China and Hong Kong Equities
Greater China Sales Traders
- May recorded a net outflow totalling 53.7 Billion RMB (7.78 Billion USD) from Northbound trading, almost three times as much the 18.0 Billion outflow in April (which was already a 28-month high as of last month)
- In the month of 18 trading days, only 2 days closed with net buying which amounted to 11% only of the tradeable days
- The accelerating outflow is a direct consequence of the escalating trade tensions which was set off by the new round of tariff on US$200 billion of Chinese goods imposed by the US since 12-May-2019.
- US Commerce Department has also put 5G developer Huawei on an “Entity List” based on national security reasons and restricted US chipmakers in the names of Qualcomm and Xilinx from supplying component to the Chinese Telcom equipment producer.
- Surveillance technology giants like Hikvision Digital and Dahua Technology have also been impacted in a similar way as the ban on US component supply rippled across the 5G space.
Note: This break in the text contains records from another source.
//! Bounded retry with exponential backoff.

use std::thread;
use std::time::Duration;

use crate::errors::{MediaError, MediaResult};

/// Exponential backoff shape: `base * 2^attempt`.
#[derive(Debug, Clone, Copy)]
pub struct Backoff {
    base: Duration,
}

impl Backoff {
    /// Create a backoff starting at `base`, doubling each attempt.
    pub fn new(base: Duration) -> Self {
        Self { base }
    }

    /// Backoff starting at the given number of seconds.
    pub fn from_secs(secs: u64) -> Self {
        Self::new(Duration::from_secs(secs))
    }

    /// Delay before retrying after the given zero-based attempt.
    pub fn delay_for(&self, attempt: u32) -> Duration {
        let factor = 2u32.saturating_pow(attempt);
        self.base.saturating_mul(factor)
    }
}

/// Run `op` up to `attempts` times, sleeping with backoff between tries.
///
/// Only errors matching `is_retryable` are retried; anything else is
/// returned immediately. After the final attempt the last error is
/// returned unchanged, so the caller sees exactly the documented bound.
pub fn run_with_retry<T>(
    attempts: u32,
    backoff: Backoff,
    is_retryable: impl Fn(&MediaError) -> bool,
    mut op: impl FnMut(u32) -> MediaResult<T>,
) -> MediaResult<T> {
    debug_assert!(attempts > 0);
    let mut last_err = None;

    for attempt in 0..attempts {
        match op(attempt) {
            Ok(value) => return Ok(value),
            Err(e) if is_retryable(&e) && attempt + 1 < attempts => {
                let delay = backoff.delay_for(attempt);
                tracing::warn!(
                    "Attempt {}/{} failed ({}); retrying in {:?}",
                    attempt + 1,
                    attempts,
                    e,
                    delay
                );
                thread::sleep(delay);
                last_err = Some(e);
            }
            Err(e) if is_retryable(&e) => {
                last_err = Some(e);
            }
            Err(e) => return Err(e),
        }
    }

    Err(last_err.unwrap_or_else(|| MediaError::transient_io("retry loop ran zero attempts")))
}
- Many speculated China will adopt a series of retaliatory measures including restricting rare earth exports to the US, similar tariffs on further American imports and “cheaper” fixing for offshore Yuan against the Dollar
- However, in contrast to the recent pessimism over the US-China trade front, some still believe the China A-shares’ growing inclusion in MSCI indexes will support valuation over the longer term and thus inflow into the China stocks will return.